Source material ▸
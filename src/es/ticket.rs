//! Ticket retrieval and titlekey decryption.
//!
//! Tickets come from the gamecard's secure partition or from the ES
//! system saves. NAND retrieval walks `/ticket_list.bin` for the rights
//! id, then pulls the 0x400-byte record out of `/ticket.bin`; volatile
//! (still-encrypted) records are decrypted with an AES-CTR key pair
//! recovered from ES process memory. Tampered common tickets are
//! repaired in memory, never written back.

use crate::crypto::{self, KeySet};
use crate::error::{Error, HeaderKind, Result};
use crate::gamecard::hfs::HashFs;
use crate::memory::{MemorySegment, SystemMemoryProvider, SystemProgram};
use crate::save::SaveFile;
use std::sync::Arc;

use super::cert::CertificateStore;
use super::signature::SignatureType;

pub const SIGNED_TIK_MIN_SIZE: usize = 0x1C0;
pub const SIGNED_TIK_MAX_SIZE: usize = 0x400;
pub const TIK_COMMON_BLOCK_SIZE: usize = 0x180;

pub const TIK_LIST_STORAGE_PATH: &str = "/ticket_list.bin";
pub const TIK_DB_STORAGE_PATH: &str = "/ticket.bin";
const TIK_LIST_ENTRY_SIZE: usize = 0x20;

const TIK_COMMON_CERT_NAME: &str = "XS00000020";
const TIK_DEV_CERT_ISSUER: &str = "CA00000004";

/// Key generations at or above this carry the generation in the rights
/// id's low byte.
const KEY_GENERATION_SINCE_301: u8 = 3;

const ISSUER_SIZE: usize = 0x40;
const TITLEKEY_BLOCK_SIZE: usize = 0x100;

/// How the ticket's titlekey block is protected.
#[derive(Debug, Clone, Copy, PartialEq, Eq)]
pub enum TitleKeyType {
    Common,
    Personalized,
}

impl TitleKeyType {
    fn from_raw(value: u8) -> Option<Self> {
        match value {
            0 => Some(TitleKeyType::Common),
            1 => Some(TitleKeyType::Personalized),
            _ => None,
        }
    }
}

/// Where to retrieve a ticket from.
#[derive(Debug, Clone, Copy, PartialEq, Eq)]
pub enum TicketSource {
    Gamecard,
    Nand,
}

/// A retrieved, decoded ticket.
#[derive(Clone)]
pub struct Ticket {
    /// Raw signed ticket, padded to the maximum signed size.
    pub data: Vec<u8>,
    pub signature_type: SignatureType,
    /// Exact signed size (signature block + common block).
    pub size: usize,
    pub key_generation: u8,
    pub enc_titlekey: [u8; 0x10],
    pub dec_titlekey: [u8; 0x10],
}

impl Ticket {
    /// Validates a raw signed ticket and wraps it.
    pub fn from_raw(mut data: Vec<u8>, key_generation: u8) -> Result<Self> {
        if data.len() < SIGNED_TIK_MIN_SIZE || data.len() > SIGNED_TIK_MAX_SIZE {
            return Err(Error::CorruptHeader(
                HeaderKind::Ticket,
                format!("ticket size 0x{:X} out of range", data.len()),
            ));
        }
        let signature_type = SignatureType::from_blob(&data, false)?;
        let size = signature_type.block_size() + TIK_COMMON_BLOCK_SIZE;
        if size > data.len() {
            return Err(Error::CorruptHeader(
                HeaderKind::Ticket,
                "signed ticket exceeds its blob".to_string(),
            ));
        }
        data.resize(SIGNED_TIK_MAX_SIZE, 0);

        Ok(Self {
            data,
            signature_type,
            size,
            key_generation,
            enc_titlekey: [0u8; 0x10],
            dec_titlekey: [0u8; 0x10],
        })
    }

    fn common(&self, offset: usize) -> usize {
        self.signature_type.block_size() + offset
    }

    pub fn issuer(&self) -> String {
        let start = self.common(0);
        let raw = &self.data[start..start + ISSUER_SIZE];
        let end = raw.iter().position(|&b| b == 0).unwrap_or(raw.len());
        String::from_utf8_lossy(&raw[..end]).into_owned()
    }

    pub fn titlekey_block(&self) -> &[u8] {
        let start = self.common(0x40);
        &self.data[start..start + TITLEKEY_BLOCK_SIZE]
    }

    pub fn titlekey_type(&self) -> Result<TitleKeyType> {
        let raw = self.data[self.common(0x141)];
        TitleKeyType::from_raw(raw).ok_or_else(|| {
            Error::CorruptHeader(HeaderKind::Ticket, format!("bad titlekey type {raw}"))
        })
    }

    pub fn rights_id(&self) -> [u8; 0x10] {
        let start = self.common(0x160);
        self.data[start..start + 0x10].try_into().unwrap()
    }

    pub fn ticket_id(&self) -> u64 {
        let start = self.common(0x150);
        u64::from_le_bytes(self.data[start..start + 8].try_into().unwrap())
    }

    pub fn device_id(&self) -> u64 {
        let start = self.common(0x158);
        u64::from_le_bytes(self.data[start..start + 8].try_into().unwrap())
    }

    pub fn account_id(&self) -> u32 {
        let start = self.common(0x170);
        u32::from_le_bytes(self.data[start..start + 4].try_into().unwrap())
    }

    pub fn sect_hdr_offset(&self) -> u32 {
        let start = self.common(0x178);
        u32::from_le_bytes(self.data[start..start + 4].try_into().unwrap())
    }

    /// The signed ticket bytes (signature block + common block).
    pub fn signed_bytes(&self) -> &[u8] {
        &self.data[..self.size]
    }

    fn write_common_u8(&mut self, offset: usize, value: u8) {
        let at = self.common(offset);
        self.data[at] = value;
    }

    fn write_common_u16(&mut self, offset: usize, value: u16) {
        let at = self.common(offset);
        self.data[at..at + 2].copy_from_slice(&value.to_le_bytes());
    }

    fn write_common_u32(&mut self, offset: usize, value: u32) {
        let at = self.common(offset);
        self.data[at..at + 4].copy_from_slice(&value.to_le_bytes());
    }

    fn write_common_u64(&mut self, offset: usize, value: u64) {
        let at = self.common(offset);
        self.data[at..at + 8].copy_from_slice(&value.to_le_bytes());
    }

    /// Clears personalization and section fields after a repair or a
    /// conversion; the signed size must already be final.
    fn reset_noncritical_fields(&mut self) {
        self.write_common_u8(0x141, 0); // titlekey type: common
        self.write_common_u8(0x144, 0); // license type: permanent
        self.write_common_u16(0x146, 0); // property mask
        self.write_common_u64(0x150, 0); // ticket id
        self.write_common_u64(0x158, 0); // device id
        self.write_common_u32(0x170, 0); // account id
        self.write_common_u32(0x174, 0); // sect total size
        self.write_common_u32(0x178, self.size as u32);
        self.write_common_u16(0x17C, 0); // sect hdr count
        self.write_common_u16(0x17E, 0); // sect hdr entry size
    }
}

Task goal ▸ Every line above that carries the string "retrieval" should be copied.

Answer for the task ▸
//! Ticket retrieval and titlekey decryption.
//! system saves. NAND retrieval walks `/ticket_list.bin` for the rights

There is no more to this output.